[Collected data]
● ● ● ● ● ● ●

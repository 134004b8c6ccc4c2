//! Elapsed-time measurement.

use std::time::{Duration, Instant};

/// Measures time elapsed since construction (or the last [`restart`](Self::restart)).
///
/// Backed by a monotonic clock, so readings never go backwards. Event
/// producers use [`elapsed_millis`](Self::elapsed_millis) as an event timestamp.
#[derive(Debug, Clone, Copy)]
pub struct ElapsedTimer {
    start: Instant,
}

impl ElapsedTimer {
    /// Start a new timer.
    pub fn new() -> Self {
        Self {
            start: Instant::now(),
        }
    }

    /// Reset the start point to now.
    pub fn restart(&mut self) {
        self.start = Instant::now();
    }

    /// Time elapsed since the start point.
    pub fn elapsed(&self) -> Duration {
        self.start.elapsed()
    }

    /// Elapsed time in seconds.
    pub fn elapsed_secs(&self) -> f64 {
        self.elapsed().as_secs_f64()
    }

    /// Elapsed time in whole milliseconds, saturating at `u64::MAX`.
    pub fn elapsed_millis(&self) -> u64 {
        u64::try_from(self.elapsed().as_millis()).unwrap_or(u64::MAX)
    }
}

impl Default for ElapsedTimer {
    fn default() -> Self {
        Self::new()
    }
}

● ● ● ● ● ● ●

- _Task prompt_
Only lines that include "impl" belong in the answer; return them from the entries above.

- _Response below_
impl ElapsedTimer {
impl Default for ElapsedTimer {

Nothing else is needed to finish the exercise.